* RECORDS SHOWN:
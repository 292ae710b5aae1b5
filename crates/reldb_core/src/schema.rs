//! Static entity schemas and the schema registry.
//!
//! Schemas replace runtime reflection: each entity type declares its key
//! field, persisted fields, and relationship descriptors as `'static`
//! data. The registry is built once when a context is constructed,
//! validated there, and never mutated afterwards. Every misdeclaration
//! is a construction-time [`CoreError::Schema`], not a runtime surprise.

use crate::entity::Entity;
use crate::error::{CoreError, CoreResult};
use std::collections::BTreeMap;

/// Relationship shape between two entity types.
#[derive(Debug, Clone, Copy, PartialEq, Eq)]
pub enum Cardinality {
    /// Exactly one on both sides; the declaring side owns the foreign
    /// key.
    OneToOne,
    /// The declaring side is the "one"; related records carry the
    /// foreign key.
    OneToMany,
    /// The declaring side is the "many" and owns the foreign key.
    ManyToOne,
    /// Any number on both sides, stored in a junction table.
    ManyToMany,
}

/// What happens to the other side of a relationship when one side is
/// deleted.
#[derive(Debug, Clone, Copy, PartialEq, Eq)]
pub enum DeleteBehavior {
    /// Delete the related records too.
    Cascade,
    /// Clear the foreign key on the related records and keep them.
    SetNull,
    /// No action; the reference is left dangling by design.
    Restrict,
    /// The related record is cleaned up by the post-save orphan sweep
    /// once no owner references it.
    Orphan,
    /// No action.
    None,
}

/// Declares one relationship of an entity type.
#[derive(Debug, Clone, Copy, PartialEq, Eq)]
pub struct RelationshipDescriptor {
    /// The relation field name on the declaring type.
    pub name: &'static str,
    /// The relationship shape.
    pub cardinality: Cardinality,
    /// Type name of the related entity.
    pub related: &'static str,
    /// Delete behavior applied across this relationship.
    pub on_delete: DeleteBehavior,
}

impl RelationshipDescriptor {
    /// Returns `true` for the *-to-one shapes, where the declaring side
    /// holds the foreign key.
    #[must_use]
    pub fn is_to_one(&self) -> bool {
        matches!(
            self.cardinality,
            Cardinality::OneToOne | Cardinality::ManyToOne
        )
    }
}

/// Static description of one entity type.
///
/// The single `key_field` makes the exactly-one-key invariant
/// structural; `fields` lists the remaining persisted fields.
#[derive(Debug, Clone, Copy)]
pub struct EntitySchema {
    /// The entity type name; also the table name.
    pub name: &'static str,
    /// The key field name.
    pub key_field: &'static str,
    /// Persisted non-key field names.
    pub fields: &'static [&'static str],
    /// Declared relationships.
    pub relations: &'static [RelationshipDescriptor],
}

impl EntitySchema {
    /// Returns the descriptor for a declared relation name.
    #[must_use]
    pub fn relation(&self, name: &str) -> Option<&RelationshipDescriptor> {
        self.relations.iter().find(|r| r.name == name)
    }
}

/// Legal `(cardinality, delete behavior)` combinations.
///
/// Anything outside this table is a schema-construction error.
fn behavior_is_legal(cardinality: Cardinality, behavior: DeleteBehavior) -> bool {
    use Cardinality::*;
    use DeleteBehavior::*;
    match cardinality {
        OneToOne => matches!(behavior, Cascade | SetNull | Orphan),
        OneToMany => matches!(behavior, Cascade | SetNull),
        ManyToOne => matches!(behavior, None | Restrict | SetNull | Cascade),
        ManyToMany => matches!(behavior, Cascade | None),
    }
}

/// Returns the deterministic foreign-key field name for records
/// referencing `related`: `<TypeName>_<key field>`.
#[must_use]
pub fn fk_field(related: &EntitySchema) -> String {
    format!("{}_{}", related.name, related.key_field)
}

/// Returns the deterministic junction table name for a many-to-many
/// relationship between two types: the type names joined with `_` in
/// ascending alphabetical order, so both sides resolve the same table.
#[must_use]
pub fn junction_table(a: &str, b: &str) -> String {
    if a <= b {
        format!("{a}_{b}")
    } else {
        format!("{b}_{a}")
    }
}

/// The set of entity schemas a context manages.
///
/// Built once by the context builder and immutable afterwards.
#[derive(Debug, Default)]
pub struct SchemaRegistry {
    schemas: BTreeMap<&'static str, &'static EntitySchema>,
}

impl SchemaRegistry {
    /// Creates an empty registry.
    #[must_use]
    pub fn new() -> Self {
        Self::default()
    }

    /// Registers an entity type's schema.
    ///
    /// # Errors
    ///
    /// Returns a schema error for a duplicate registration or a
    /// misdeclared schema (see [`SchemaRegistry::check_schema`]).
    pub fn register<T: Entity>(&mut self) -> CoreResult<()> {
        let schema = T::schema();
        Self::check_schema(schema)?;
        if self.schemas.insert(schema.name, schema).is_some() {
            return Err(CoreError::schema(format!(
                "entity type '{}' registered twice",
                schema.name
            )));
        }
        Ok(())
    }

    /// Returns the schema for a type name.
    ///
    /// # Errors
    ///
    /// Returns [`CoreError::UnknownType`] if the type was never
    /// registered.
    pub fn get(&self, name: &str) -> CoreResult<&'static EntitySchema> {
        self.schemas
            .get(name)
            .copied()
            .ok_or_else(|| CoreError::unknown_type(name))
    }

    /// Returns `true` if the type name is registered.
    #[must_use]
    pub fn contains(&self, name: &str) -> bool {
        self.schemas.contains_key(name)
    }

    /// Returns an iterator over the registered schemas in name order.
    pub fn iter(&self) -> impl Iterator<Item = &'static EntitySchema> + '_ {
        self.schemas.values().copied()
    }

    /// Returns the number of registered types.
    #[must_use]
    pub fn len(&self) -> usize {
        self.schemas.len()
    }

    /// Returns `true` if no types are registered.
    #[must_use]
    pub fn is_empty(&self) -> bool {
        self.schemas.is_empty()
    }

    /// Validates one schema in isolation.
    ///
    /// # Errors
    ///
    /// Returns a schema error if the key field reappears in the field
    /// list, a field or relation name is duplicated, or a relation
    /// declares an illegal `(cardinality, delete behavior)` pair.
    fn check_schema(schema: &EntitySchema) -> CoreResult<()> {
        if schema.name.is_empty() || schema.key_field.is_empty() {
            return Err(CoreError::schema(format!(
                "entity type '{}' must declare a non-empty name and key field",
                schema.name
            )));
        }
        if schema.fields.contains(&schema.key_field) {
            return Err(CoreError::schema(format!(
                "'{}': key field '{}' must not reappear in the field list",
                schema.name, schema.key_field
            )));
        }
        for (i, field) in schema.fields.iter().enumerate() {
            if schema.fields[..i].contains(field) {
                return Err(CoreError::schema(format!(
                    "'{}': duplicate field '{}'",
                    schema.name, field
                )));
            }
        }
        for (i, relation) in schema.relations.iter().enumerate() {
            if schema.relations[..i].iter().any(|r| r.name == relation.name) {
                return Err(CoreError::schema(format!(
                    "'{}': duplicate relation '{}'",
                    schema.name, relation.name
                )));
            }
            if !behavior_is_legal(relation.cardinality, relation.on_delete) {
                return Err(CoreError::schema(format!(
                    "'{}.{}': {:?} is not a legal delete behavior for {:?}",
                    schema.name, relation.name, relation.on_delete, relation.cardinality
                )));
            }
        }
        Ok(())
    }

    /// Validates cross-type consistency after all types are registered.
    ///
    /// # Errors
    ///
    /// Returns a schema error if a relation references an unregistered
    /// type, two *-to-one relations of one type would share a
    /// foreign-key field, a many-to-many relation is self-referential,
    /// or a type declares more than one many-to-many relation to the
    /// same related type (the reverse-descriptor lookup used by delete
    /// propagation would be ambiguous).
    pub fn validate(&self) -> CoreResult<()> {
        for schema in self.iter() {
            for relation in schema.relations {
                if !self.contains(relation.related) {
                    return Err(CoreError::schema(format!(
                        "'{}.{}' references unregistered type '{}'",
                        schema.name, relation.name, relation.related
                    )));
                }
            }

            let to_one: Vec<_> = schema.relations.iter().filter(|r| r.is_to_one()).collect();
            for (i, relation) in to_one.iter().enumerate() {
                if to_one[..i].iter().any(|r| r.related == relation.related) {
                    return Err(CoreError::schema(format!(
                        "'{}': two to-one relations to '{}' would share \
                         the foreign-key field",
                        schema.name, relation.related
                    )));
                }
            }

            let many_to_many: Vec<_> = schema
                .relations
                .iter()
                .filter(|r| r.cardinality == Cardinality::ManyToMany)
                .collect();
            for (i, relation) in many_to_many.iter().enumerate() {
                if relation.related == schema.name {
                    return Err(CoreError::schema(format!(
                        "'{}.{}': self-referential many-to-many is not supported",
                        schema.name, relation.name
                    )));
                }
                if many_to_many[..i].iter().any(|r| r.related == relation.related) {
                    return Err(CoreError::schema(format!(
                        "'{}': more than one many-to-many relation to '{}' \
                         is not supported",
                        schema.name, relation.related
                    )));
                }
            }
        }
        Ok(())
    }

    /// Returns the many-to-many descriptor on `related` that points back
    /// to `type_name`, if declared.
    ///
    /// Unambiguous by construction: [`SchemaRegistry::validate`] rejects
    /// multiple candidates.
    pub(crate) fn reverse_many_to_many(
        &self,
        related: &EntitySchema,
        type_name: &str,
    ) -> Option<&'static RelationshipDescriptor> {
        related
            .relations
            .iter()
            .find(|r| r.cardinality == Cardinality::ManyToMany && r.related == type_name)
    }
}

* REQUIRED ACTION:
Give again, exactly as written, the lines running from the first line of the data above through the line that contains "afterwards. Every misdeclaration".

* EXERCISE RESULT:
repository 292ae710b5aae1b5
filename crates/reldb_core/src/schema.rs
//! Static entity schemas and the schema registry.
//!
//! Schemas replace runtime reflection: each entity type declares its key
//! field, persisted fields, and relationship descriptors as `'static`
//! data. The registry is built once when a context is constructed,
//! validated there, and never mutated afterwards. Every misdeclaration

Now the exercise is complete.